The Summit House Cider, 6.5 percent ABV, pours gin-clear and a pale greenish-gold, sipping with a full mouthfeel. The wild yeast adds a funk that, with the remaining sugars, tastes a bit like an over-ripe red delicious, almost mealy in character. I prefer the 5 percent Original Cider, that finishes wine-dry and clean, leaving only faint green apple lingering at the back of the mouth. A blend of Cascade, Hallertau and Tettnang hops contributes mild piney, citrusy notes. These ciders may not mark a sea change in how we perceive cider, but they're a good start. — GS
- Griffin Swartzell
El Rey Del Taco 2
3878 Maizeland Road, 418-2708, tinyurl.com/elraydeltaco2
We wrote about Erika and Cesar Gonzales' seafood triumphs at newly opened Los Faroles earlier this year (see "Flickering light," Nov. 11), but while we were there, Erika talked up the cochinita at her other North Academy restaurant. Believe the hype — Mayan barbecue is the new hotness.
Available in tacos ($8.99 for four) or as a plate ($10.99), the porky goodness gets a rich spicing and a reserved pepper heat, somewhere in the mild-to-medium range.

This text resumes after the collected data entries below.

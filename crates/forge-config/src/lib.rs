// forge-config/src/lib.rs
// ============================================================================
// Crate: forge-config
// Description: Canonical YAML configuration model, loading, and validation
//              (§6.5).
// Dependencies: forge-queue, serde, serde_yaml
// ============================================================================

#![cfg_attr(test, allow(clippy::unwrap_used, clippy::expect_used, missing_docs))]

//! ## Overview
//! `forge-config` is the single source of truth for `forge.yaml` semantics:
//! the LLM task table, the ordered extraction engine registry, per-queue
//! parameter overrides consumed by `forge_queue::QueueRegistry`, optional
//! SharePoint sync defaults, object-store locations, and the search-index
//! toggle. Loading fails closed — a malformed or inconsistent file is a
//! startup error, not a best-effort default.

pub mod config;
pub mod error;

pub use config::Config;
pub use config::ExtractionEngineConfig;
pub use config::LlmConfig;
pub use config::LlmTaskConfig;
pub use config::SearchConfig;
pub use config::SharePointDefaultsConfig;
pub use config::StorageConfig;
pub use config::CONFIG_ENV_VAR;
pub use error::ConfigError;
// forge-server/src/ports.rs
// ============================================================================
// Module: Server Ports
// Description: Read/administrative persistence traits the HTTP surface
//              needs beyond what forge-core, forge-queue, and
//              forge-scheduler already define.
// Purpose: Asset listing, version history, aggregated stats, and bulk-upload
//          application are primarily read paths specific to this crate's
//          REST surface, so their store interfaces live here rather than
//          growing forge-core's shared interface module (§6.1, §6.2).
// Dependencies: async-trait, forge-core, forge-ingest
// ============================================================================

use std::collections::BTreeMap;

use async_trait::async_trait;
use chrono::DateTime;
use chrono::Utc;
use forge_core::asset::Asset;
use forge_core::asset::AssetStatus;
use forge_core::asset::AssetVersion;
use forge_core::asset::ExtractionTier;
use forge_core::extraction::ExtractionResult;
use forge_core::ids::AssetId;
use forge_core::ids::OrganizationId;
use forge_core::interfaces::StoreError;
use forge_ingest::CandidateFile;
use forge_ingest::ExistingAsset;

/// Filters accepted by [`AssetQueryStore::list`] (§6.1 `GET /assets`).
#[derive(Debug, Clone, Default, serde::Deserialize)]
pub struct AssetFilter {
    /// Restrict to a single lifecycle status.
    pub status: Option<AssetStatus>,
}

/// Per-tenant asset collection metrics (§6.1 `GET /assets/health`).
#[derive(Debug, Clone, Default, serde::Serialize)]
pub struct AssetHealthSummary {
    /// Asset count per lifecycle status.
    pub by_status: BTreeMap<String, u64>,
    /// Asset count per extraction tier.
    pub by_tier: BTreeMap<String, u64>,
    /// Sum of `file_size` across every non-deleted asset's current
    /// version, in bytes.
    pub total_storage_bytes: u64,
}

/// Asset read/listing persistence the HTTP surface needs beyond
/// [`forge_queue::AssetStore`]'s single-row `get`/`save` (§6.1 asset
/// queries).
#[async_trait]
pub trait AssetQueryStore: Send + Sync {
    /// Lists assets for a tenant, paginated.
    ///
    /// # Errors
    ///
    /// Returns [`StoreError`] on a persistence failure.
    async fn list(&self, organization_id: OrganizationId, filter: AssetFilter, limit: u32, offset: u32) -> Result<Vec<Asset>, StoreError>;

    /// Lists every version of one asset, oldest first.
    ///
    /// # Errors
    ///
    /// Returns [`StoreError::NotFound`] when the asset does not exist.
    async fn list_versions(&self, organization_id: OrganizationId, asset_id: AssetId) -> Result<Vec<AssetVersion>, StoreError>;

    /// Fetches one specific version by number.
    ///
    /// # Errors
    ///
    /// Returns [`StoreError::NotFound`] when the asset or version does not
    /// exist.
    async fn get_version(&self, organization_id: OrganizationId, asset_id: AssetId, version_number: u32) -> Result<AssetVersion, StoreError>;

    /// Computes the tenant's asset collection health metrics.
    ///
    /// # Errors
    ///
    /// Returns [`StoreError`] on a persistence failure.
    async fn health(&self, organization_id: OrganizationId) -> Result<AssetHealthSummary, StoreError>;

    /// Fetches the most recently created extraction result for one asset,
    /// regardless of whether it is still active (§6.1 `GET
    /// /assets/{id}/extraction`).
    ///
    /// # Errors
    ///
    /// Returns [`StoreError::NotFound`] when no extraction has ever been
    /// recorded for this asset.
    async fn latest_extraction_result(&self, organization_id: OrganizationId, asset_id: AssetId) -> Result<ExtractionResult, StoreError>;

    /// Lists the tenant's current, non-deleted assets as a bulk-upload
    /// comparison inventory (§E bulk-upload classification).
    ///
    /// # Errors
    ///
    /// Returns [`StoreError`] on a persistence failure.
    async fn inventory(&self, organization_id: OrganizationId) -> Result<Vec<ExistingAsset>, StoreError>;

    /// Creates a brand-new asset and its first version from an applied
    /// bulk-upload candidate whose bytes are already in the object store
    /// at `(raw_bucket, raw_object_key)`.
    ///
    /// # Errors
    ///
    /// Returns [`StoreError`] on a persistence failure.
    async fn create_from_candidate(
        &self,
        organization_id: OrganizationId,
        candidate: &CandidateFile,
        raw_bucket: &str,
        raw_object_key: &str,
        now: DateTime<Utc>,
    ) -> Result<Asset, StoreError>;

    /// Overwrites an existing asset's current version in place from an
    /// applied bulk-upload candidate (bulk upload does not version content
    /// the way the crawler does — see `forge-ingest::ports` doc comment on
    /// [`forge_ingest::AssetVersionStore`]).
    ///
    /// # Errors
    ///
    /// Returns [`StoreError::NotFound`] when the asset does not exist.
    async fn overwrite_from_candidate(
        &self,
        organization_id: OrganizationId,
        asset_id: AssetId,
        candidate: &CandidateFile,
        raw_bucket: &str,
        raw_object_key: &str,
        now: DateTime<Utc>,
    ) -> Result<Asset, StoreError>;
}

/// Aggregated Run counts over the trailing 24h, plus current queue depths
/// (§E run stats aggregation).
#[derive(Debug, Clone, Default, serde::Serialize)]
pub struct RunStats {
    /// Run count per status, last 24h.
    pub by_status: BTreeMap<String, u64>,
    /// Run count per run type, last 24h.
    pub by_type: BTreeMap<String, u64>,
    /// Total Runs created in the last 24h.
    pub last_24h_total: u64,
    /// Current `pending` + `submitted` count per queue type.
    pub queue_depths: BTreeMap<String, u64>,
}

/// Run aggregation the HTTP surface needs beyond [`forge_core::interfaces::RunStore`]'s
/// row-level `list` (§6.1 `GET /runs/stats`).
#[async_trait]
pub trait RunStatsStore: Send + Sync {
    /// Computes [`RunStats`] as of `now`.
    ///
    /// # Errors
    ///
    /// Returns [`StoreError`] on a persistence failure.
    async fn stats(&self, organization_id: OrganizationId, now: DateTime<Utc>) -> Result<RunStats, StoreError>;
}

/// Returns the extraction tier label used by [`AssetHealthSummary::by_tier`]
/// keys, kept as one function so every caller aggregates under the same
/// string.
#[must_use]
pub fn tier_label(tier: ExtractionTier) -> &'static str {
    match tier {
        ExtractionTier::None => "none",
        ExtractionTier::Basic => "basic",
        ExtractionTier::Enhanced => "enhanced",
    }
}
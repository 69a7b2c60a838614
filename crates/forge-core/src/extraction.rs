// forge-core/src/extraction.rs
// ============================================================================
// Module: Extraction Result
// Description: One attempt at converting a raw asset version to markdown.
// Purpose: Record extractor provenance, warnings, and errors for a single
//          extraction attempt, independent of the Run driving it.
// Dependencies: chrono, serde
// ============================================================================

//! ## Overview
//! [`ExtractionResult`] mirrors its owning [`crate::Run`]'s status (§3
//! ExtractionResult invariant): `completed` requires both the bucket and key
//! to be set, since that is what downstream readers (search indexing,
//! enhancement) depend on.

// ============================================================================
// SECTION: Imports
// ============================================================================

use chrono::DateTime;
use chrono::Utc;
use serde::Deserialize;
use serde::Serialize;
use serde_json::Value as Json;

use crate::asset::ExtractionTier;
use crate::ids::AssetId;
use crate::ids::ExtractionResultId;
use crate::ids::RunId;

// ============================================================================
// SECTION: Status
// ============================================================================

/// Lifecycle status of an [`ExtractionResult`], kept in lockstep with its
/// owning Run.
#[derive(Debug, Clone, Copy, PartialEq, Eq, Serialize, Deserialize)]
#[serde(rename_all = "snake_case")]
pub enum ExtractionStatus {
    /// Queued, not yet started.
    Pending,
    /// Extraction in progress.
    Running,
    /// Extraction succeeded; `extracted_bucket`/`extracted_object_key` set.
    Completed,
    /// Extraction failed; `errors` non-empty.
    Failed,
}

// ============================================================================
// SECTION: ExtractionResult
// ============================================================================

/// One attempt at converting a raw asset version to markdown (§3
/// ExtractionResult).
#[derive(Debug, Clone, Serialize, Deserialize)]
pub struct ExtractionResult {
    /// Primary identifier.
    pub id: ExtractionResultId,
    /// The asset being extracted.
    pub asset_id: AssetId,
    /// The specific version extracted, when known.
    pub asset_version_id: Option<AssetId>,
    /// The Run driving this attempt.
    pub run_id: RunId,
    /// Identifier of the extractor engine/version used.
    pub extractor_version: String,
    /// Current status.
    pub status: ExtractionStatus,
    /// Object store bucket holding the extracted markdown, once completed.
    pub extracted_bucket: Option<String>,
    /// Object store key of the extracted markdown, once completed.
    pub extracted_object_key: Option<String>,
    /// Engine-reported structural metadata (headings, page count, …).
    pub structure_metadata: Json,
    /// Non-fatal warnings surfaced by the extractor.
    pub warnings: Vec<String>,
    /// Fatal errors, populated only on failure.
    pub errors: Vec<String>,
    /// Wall-clock extraction time.
    pub extraction_time_seconds: Option<f64>,
    /// Depth of extraction this attempt represents.
    pub extraction_tier: ExtractionTier,
    /// Creation timestamp.
    pub created_at: DateTime<Utc>,
}

impl ExtractionResult {
    /// Creates a new result in `pending` for a freshly queued extraction.
    #[must_use]
    pub fn new(
        asset_id: AssetId,
        asset_version_id: Option<AssetId>,
        run_id: RunId,
        extractor_version: impl Into<String>,
        extraction_tier: ExtractionTier,
        now: DateTime<Utc>,
    ) -> Self {
        Self {
            id: ExtractionResultId::new(),
            asset_id,
            asset_version_id,
            run_id,
            extractor_version: extractor_version.into(),
            status: ExtractionStatus::Pending,
            extracted_bucket: None,
            extracted_object_key: None,
            structure_metadata: serde_json::json!({}),
            warnings: Vec::new(),
            errors: Vec::new(),
            extraction_time_seconds: None,
            extraction_tier,
            created_at: now,
        }
    }

    /// Transitions to `running`.
    pub fn start(&mut self) {
        self.status = ExtractionStatus::Running;
    }

    /// Records success (§4.4 step 7): requires a bucket and key per the
    /// `completed` invariant.
    pub fn complete(
        &mut self,
        bucket: impl Into<String>,
        object_key: impl Into<String>,
        warnings: Vec<String>,
        extraction_time_seconds: f64,
        structure_metadata: Json,
    ) {
        self.status = ExtractionStatus::Completed;
        self.extracted_bucket = Some(bucket.into());
        self.extracted_object_key = Some(object_key.into());
        self.warnings = warnings;
        self.extraction_time_seconds = Some(extraction_time_seconds);
        self.structure_metadata = structure_metadata;
    }

    /// Records failure (§4.4 step 10).
    pub fn fail(&mut self, errors: Vec<String>) {
        self.status = ExtractionStatus::Failed;
        self.errors = errors;
    }

    /// Whether this result satisfies the `completed` invariant: bucket and
    /// key both present.
    #[must_use]
    pub fn is_well_formed_completion(&self) -> bool {
        self.status != ExtractionStatus::Completed
            || (self.extracted_bucket.is_some() && self.extracted_object_key.is_some())
    }
}

#[cfg(test)]
mod tests {
    use super::*;

    fn now() -> DateTime<Utc> {
        #[allow(clippy::unwrap_used, reason = "fixed literal timestamp is always valid")]
        DateTime::<Utc>::from_timestamp(0, 0).unwrap()
    }

    #[test]
    fn complete_sets_bucket_and_key() {
        let mut result = ExtractionResult::new(
            AssetId::new(),
            None,
            RunId::new(),
            "engine-v1",
            ExtractionTier::Basic,
            now(),
        );
        result.complete("processed", "org/uploads/a/a.md", vec![], 1.5, serde_json::json!({}));
        assert!(result.is_well_formed_completion());
        assert_eq!(result.status, ExtractionStatus::Completed);
    }

    #[test]
    fn pending_result_is_well_formed_without_bucket() {
        let result = ExtractionResult::new(
            AssetId::new(),
            None,
            RunId::new(),
            "engine-v1",
            ExtractionTier::Basic,
            now(),
        );
        assert!(result.is_well_formed_completion());
    }

    #[test]
    fn fail_records_errors() {
        let mut result = ExtractionResult::new(
            AssetId::new(),
            None,
            RunId::new(),
            "engine-v1",
            ExtractionTier::Basic,
            now(),
        );
        result.fail(vec!["unsupported format".into()]);
        assert_eq!(result.status, ExtractionStatus::Failed);
        assert_eq!(result.errors.len(), 1);
    }
}
// forge-server/src/router.rs
// ============================================================================
// Module: Router
// Description: Builds the axum `Router` over every §6.1 route, the
//              generalisation of `decision-gate-mcp::server`'s single-route
//              `Router::new().route(...).with_state(state)` shape to a full
//              REST resource set.
// Dependencies: axum, tower-http
// ============================================================================

use std::sync::Arc;

use axum::Router;
use axum::routing::get;
use axum::routing::post;
use tower_http::trace::TraceLayer;

use crate::routes::assets;
use crate::routes::bulk_upload;
use crate::routes::queue;
use crate::routes::runs;
use crate::routes::scheduled_tasks;
use crate::state::AppState;

/// Builds the full router, wired to `state` and wrapped in a request
/// tracing layer (§C observability: `tracing`/`tracing-subscriber` as the
/// teacher's own crates already establish).
#[must_use]
pub fn build_router(state: Arc<AppState>) -> Router {
    Router::new()
        .route("/runs", get(runs::list))
        .route("/runs/stats", get(runs::stats))
        .route("/assets", get(assets::list))
        .route("/assets/health", get(assets::health))
        .route("/assets/{id}", get(assets::get))
        .route("/assets/{id}/extraction", get(assets::extraction))
        .route("/assets/{id}/runs", get(assets::runs_for_asset))
        .route("/assets/{id}/versions", get(assets::versions))
        .route("/assets/{id}/versions/{n}", get(assets::version))
        .route("/assets/{id}/reextract", post(assets::reextract))
        .route("/bulk-upload/analyze", post(bulk_upload::analyze))
        .route("/bulk-upload/apply", post(bulk_upload::apply))
        .route("/scheduled-tasks", get(scheduled_tasks::list).post(scheduled_tasks::create))
        .route("/scheduled-tasks/{name}", get(scheduled_tasks::get).patch(scheduled_tasks::patch).delete(scheduled_tasks::delete))
        .route("/scheduled-tasks/{name}/trigger-now", post(scheduled_tasks::trigger_now))
        .route("/scheduled-tasks/{name}/enable", post(scheduled_tasks::enable))
        .route("/scheduled-tasks/{name}/disable", post(scheduled_tasks::disable))
        .route("/queue/submit-tick", post(queue::submit_tick))
        .layer(TraceLayer::new_for_http())
        .with_state(state)
}
// forge-scheduler/src/ports.rs
// ============================================================================
// Module: Scheduler Ports
// Description: Persistence traits this crate needs beyond the Run interface
//              forge-core already defines and the procedure-trigger
//              interface forge-executor already defines.
// Purpose: ScheduledTask rows and the cross-procedure trigger index are
//          primarily owned and mutated here, so their store interfaces
//          live next to their one real caller.
// Dependencies: async-trait, forge-core
// ============================================================================

use async_trait::async_trait;
use chrono::DateTime;
use chrono::Utc;
use forge_core::ids::OrganizationId;
use forge_core::ids::RunId;
use forge_core::interfaces::StoreError;
use forge_core::procedure::ProcedureDefinition;
use forge_core::run::RunStatus;
use forge_core::scheduled_task::ScheduledTask;

/// `ScheduledTask` persistence, the slice C6 needs.
#[async_trait]
pub trait ScheduledTaskStore: Send + Sync {
    /// Lists every enabled task with `next_run_at <= now` (§4.6).
    ///
    /// # Errors
    ///
    /// Returns [`StoreError`] on a persistence failure.
    async fn list_due(&self, now: DateTime<Utc>) -> Result<Vec<ScheduledTask>, StoreError>;

    /// Fetches a task by name.
    ///
    /// # Errors
    ///
    /// Returns [`StoreError::NotFound`] when no such task exists.
    async fn get(&self, name: &str) -> Result<ScheduledTask, StoreError>;

    /// Lists every task, for the admin CRUD surface (§6.1).
    ///
    /// # Errors
    ///
    /// Returns [`StoreError`] on a persistence failure.
    async fn list(&self) -> Result<Vec<ScheduledTask>, StoreError>;

    /// Creates a new task, rejecting an invalid cron expression before
    /// persisting (§4.6).
    ///
    /// # Errors
    ///
    /// Returns [`StoreError`] on a persistence failure, including a
    /// duplicate name.
    async fn create(&self, task: ScheduledTask) -> Result<ScheduledTask, StoreError>;

    /// Atomically creates the materialised Run and advances `next_run_at`,
    /// `last_run_id`, `last_run_at` in one commit so a concurrent dispatcher
    /// tick cannot re-materialise the same task (§5 Restart safety).
    ///
    /// # Errors
    ///
    /// Returns [`StoreError`] on a persistence failure.
    async fn dispatch(&self, name: &str, run: forge_core::run::Run, next_run_at: Option<DateTime<Utc>>) -> Result<forge_core::run::Run, StoreError>;

    /// Records the terminal status of a previously dispatched Run.
    ///
    /// # Errors
    ///
    /// Returns [`StoreError`] on a persistence failure.
    async fn record_outcome(&self, name: &str, run_id: RunId, status: RunStatus) -> Result<(), StoreError>;

    /// Enables a task, arming `next_run_at`.
    ///
    /// # Errors
    ///
    /// Returns [`StoreError::NotFound`] when no such task exists.
    async fn enable(&self, name: &str, next_run_at: DateTime<Utc>) -> Result<ScheduledTask, StoreError>;

    /// Disables a task, clearing `next_run_at`.
    ///
    /// # Errors
    ///
    /// Returns [`StoreError::NotFound`] when no such task exists.
    async fn disable(&self, name: &str) -> Result<ScheduledTask, StoreError>;
}

/// A procedure matched by the event bus, paired with the slug it lives
/// under so a fired trigger can be written back through
/// [`forge_executor::ports::ProcedureStore::save_triggers`].
#[derive(Debug, Clone)]
pub struct EventMatch {
    /// The owning procedure's slug.
    pub slug: String,
    /// The full definition, so dispatch can read `procedure_slug`/
    /// `procedure_version` and the matched trigger can be found again by
    /// id within `definition.triggers`.
    pub definition: ProcedureDefinition,
    /// Id of the specific trigger that matched, within `definition.triggers`.
    pub trigger_id: forge_core::ids::TriggerId,
}

/// Finds every procedure with an active `event` trigger for a given event
/// name, across an entire tenant (§4.7). [`forge_executor::ports::ProcedureStore`]
/// only resolves one procedure at a time by slug, so the event bus needs
/// this wider index instead.
#[async_trait]
pub trait EventTriggerIndex: Send + Sync {
    /// Lists every procedure in `organization_id` carrying at least one
    /// active trigger of type `event` named `event_name`.
    ///
    /// # Errors
    ///
    /// Returns [`StoreError`] on a persistence failure.
    async fn find_by_event_name(&self, organization_id: OrganizationId, event_name: &str) -> Result<Vec<EventMatch>, StoreError>;
}
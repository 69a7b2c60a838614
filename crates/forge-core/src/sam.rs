// forge-core/src/sam.rs
// ============================================================================
// Module: SAM.gov Opportunities
// Description: Federal opportunity and notice records produced by the SAM
//              pull.
// Purpose: Model what the SAM pull (forge-ingest) reads and writes; the
//          paginated feed client itself lives in forge-providers.
// Dependencies: chrono, serde, serde_json
// ============================================================================

//! ## Overview
//! A [`Solicitation`] is one federal opportunity, keyed by the feed's own
//! `notice_id` so repeated pulls update the same row instead of duplicating
//! it. Each amendment or status change the feed reports becomes a [`Notice`]
//! attached to that solicitation (§4.10).

// ============================================================================
// SECTION: Imports
// ============================================================================

use chrono::DateTime;
use chrono::Utc;
use serde::Deserialize;
use serde::Serialize;
use serde_json::Value as Json;

use crate::ids::NoticeId;
use crate::ids::OrganizationId;
use crate::ids::SolicitationId;

// ============================================================================
// SECTION: Solicitation
// ============================================================================

/// One federal opportunity tracked from the SAM.gov feed (§4.10).
#[derive(Debug, Clone, Serialize, Deserialize)]
pub struct Solicitation {
    /// Primary identifier.
    pub id: SolicitationId,
    /// Owning tenant.
    pub organization_id: OrganizationId,
    /// The feed's own opportunity identifier, the dedup key across pulls.
    pub notice_id: String,
    /// Solicitation number as published.
    pub solicitation_number: Option<String>,
    /// Title as published.
    pub title: String,
    /// Raw feed record, kept for fields the model does not promote.
    pub raw: Json,
    /// First time this opportunity was observed by a pull.
    pub first_seen_at: DateTime<Utc>,
    /// Most recent pull that touched this opportunity.
    pub last_seen_at: DateTime<Utc>,
}

impl Solicitation {
    /// Builds a new solicitation from a freshly observed feed record.
    #[must_use]
    pub fn new(
        organization_id: OrganizationId,
        notice_id: impl Into<String>,
        solicitation_number: Option<String>,
        title: impl Into<String>,
        raw: Json,
        now: DateTime<Utc>,
    ) -> Self {
        Self {
            id: SolicitationId::new(),
            organization_id,
            notice_id: notice_id.into(),
            solicitation_number,
            title: title.into(),
            raw,
            first_seen_at: now,
            last_seen_at: now,
        }
    }

    /// Applies a re-observed feed record: refreshes the published fields and
    /// `last_seen_at`, leaves `first_seen_at` untouched.
    pub fn record_reobservation(&mut self, solicitation_number: Option<String>, title: impl Into<String>, raw: Json, now: DateTime<Utc>) {
        self.solicitation_number = solicitation_number;
        self.title = title.into();
        self.raw = raw;
        self.last_seen_at = now;
    }
}

// ============================================================================
// SECTION: Notice
// ============================================================================

/// One amendment or status change reported against a [`Solicitation`]
/// (§4.10).
#[derive(Debug, Clone, Serialize, Deserialize)]
pub struct Notice {
    /// Primary identifier.
    pub id: NoticeId,
    /// The solicitation this notice amends.
    pub solicitation_id: SolicitationId,
    /// The feed's notice type (e.g. `"presolicitation"`, `"award"`).
    pub notice_type: String,
    /// Publication date as reported by the feed.
    pub posted_date: DateTime<Utc>,
    /// Raw feed record for this notice.
    pub raw: Json,
    /// Creation timestamp (when this crate first recorded the notice).
    pub created_at: DateTime<Utc>,
}

impl Notice {
    /// Builds a new notice record.
    #[must_use]
    pub fn new(solicitation_id: SolicitationId, notice_type: impl Into<String>, posted_date: DateTime<Utc>, raw: Json, now: DateTime<Utc>) -> Self {
        Self { id: NoticeId::new(), solicitation_id, notice_type: notice_type.into(), posted_date, raw, created_at: now }
    }
}

#[cfg(test)]
mod tests {
    use super::*;
    use crate::ids::OrganizationId;

    fn now() -> DateTime<Utc> {
        #[allow(clippy::unwrap_used, reason = "fixed literal timestamp is always valid")]
        DateTime::<Utc>::from_timestamp(0, 0).unwrap()
    }

    fn later() -> DateTime<Utc> {
        #[allow(clippy::unwrap_used, reason = "fixed literal timestamp is always valid")]
        DateTime::<Utc>::from_timestamp(3600, 0).unwrap()
    }

    #[test]
    fn reobservation_refreshes_last_seen_but_not_first_seen() {
        let mut solicitation =
            Solicitation::new(OrganizationId::new(), "NOTICE-1", Some("SOL-1".to_string()), "Widgets", serde_json::json!({}), now());
        let first_seen = solicitation.first_seen_at;
        solicitation.record_reobservation(Some("SOL-1".to_string()), "Widgets (amended)", serde_json::json!({"v": 2}), later());
        assert_eq!(solicitation.first_seen_at, first_seen);
        assert_eq!(solicitation.last_seen_at, later());
        assert_eq!(solicitation.title, "Widgets (amended)");
    }

    #[test]
    fn notice_carries_its_solicitation_id() {
        let solicitation =
            Solicitation::new(OrganizationId::new(), "NOTICE-1", None, "Widgets", serde_json::json!({}), now());
        let notice = Notice::new(solicitation.id, "presolicitation", now(), serde_json::json!({}), now());
        assert_eq!(notice.solicitation_id, solicitation.id);
    }
}
// forge-queue/src/ports.rs
// ============================================================================
// Module: Queue Ports
// Description: Persistence traits this crate needs beyond the Run/RunGroup
//              interfaces forge-core already defines.
// Purpose: Asset and ExtractionResult are primarily owned and mutated here
//          and in forge-ingest, not by every crate, so their store
//          interfaces live next to their one real caller rather than
//          growing forge-core's shared interface module.
// Dependencies: async-trait, forge-core
// ============================================================================

use async_trait::async_trait;
use forge_core::asset::Asset;
use forge_core::extraction::ExtractionResult;
use forge_core::ids::AssetId;
use forge_core::ids::ExtractionResultId;
use forge_core::ids::OrganizationId;
use forge_core::ids::RunId;
use forge_core::interfaces::StoreError;

/// Asset persistence, the slice C3/C4 need.
#[async_trait]
pub trait AssetStore: Send + Sync {
    /// Fetches an asset by id, scoped to `organization_id`.
    ///
    /// # Errors
    ///
    /// Returns [`StoreError::NotFound`] when absent.
    async fn get(&self, organization_id: OrganizationId, id: AssetId) -> Result<Asset, StoreError>;

    /// Persists a full asset record (optimistic overwrite).
    ///
    /// # Errors
    ///
    /// Returns [`StoreError`] on a persistence failure.
    async fn save(&self, asset: Asset) -> Result<Asset, StoreError>;
}

/// Extraction result persistence, the slice C3/C4 need.
#[async_trait]
pub trait ExtractionResultStore: Send + Sync {
    /// Creates a new extraction result row.
    ///
    /// # Errors
    ///
    /// Returns [`StoreError`] on a persistence failure.
    async fn create(&self, result: ExtractionResult) -> Result<ExtractionResult, StoreError>;

    /// Persists an updated extraction result.
    ///
    /// # Errors
    ///
    /// Returns [`StoreError`] on a persistence failure.
    async fn save(&self, result: ExtractionResult) -> Result<ExtractionResult, StoreError>;

    /// Fetches the extraction result tied to one run.
    ///
    /// # Errors
    ///
    /// Returns [`StoreError::NotFound`] when absent.
    async fn get_by_run(&self, run_id: RunId) -> Result<ExtractionResult, StoreError>;

    /// Finds a still-active (`pending`/`running`) extraction result for an
    /// asset, if one exists, for the §4.3 duplicate-suppression check.
    ///
    /// # Errors
    ///
    /// Returns [`StoreError`] on a persistence failure.
    async fn find_active_for_asset(
        &self,
        organization_id: OrganizationId,
        asset_id: AssetId,
    ) -> Result<Option<(RunId, ExtractionResultId)>, StoreError>;
}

On the plate, for which I opted, meaty chunks meet house-pickled red onions, refried beans and rice. But when my tortilla chips were unceremoniously dropped off sans salsa, I was confused. It turns out my server neglected to tell me that there was a well-stocked salsa bar tucked into the restaurant's rear. That hiccup aside, service was good. (And if you fall for cochinita, broaden your horizon at Quijote's Mexican Grill with its achiote-marinated-pork cochinita torta.) — GS
- Matthew Schniper
O'Malley's Steak Pub
104 Hwy. 105, Palmer Lake, 488-0321, omalleys.biz
O'Malley's celebrates 30 years in 2016, priding itself on opening daily year-round, with a full from-scratch menu from 11 a.m. to 2 a.m. Dropping in for my first time, after a deep-snow hike nearby, I accidentally catch a Broncos game (free popcorn!), which amps the atmosphere notably. The awesome staff handles the crowd well, with frequent check-ins and friendly instructions on where to cook my own meat — the outfit's other schtick besides being a kick-ass community hub.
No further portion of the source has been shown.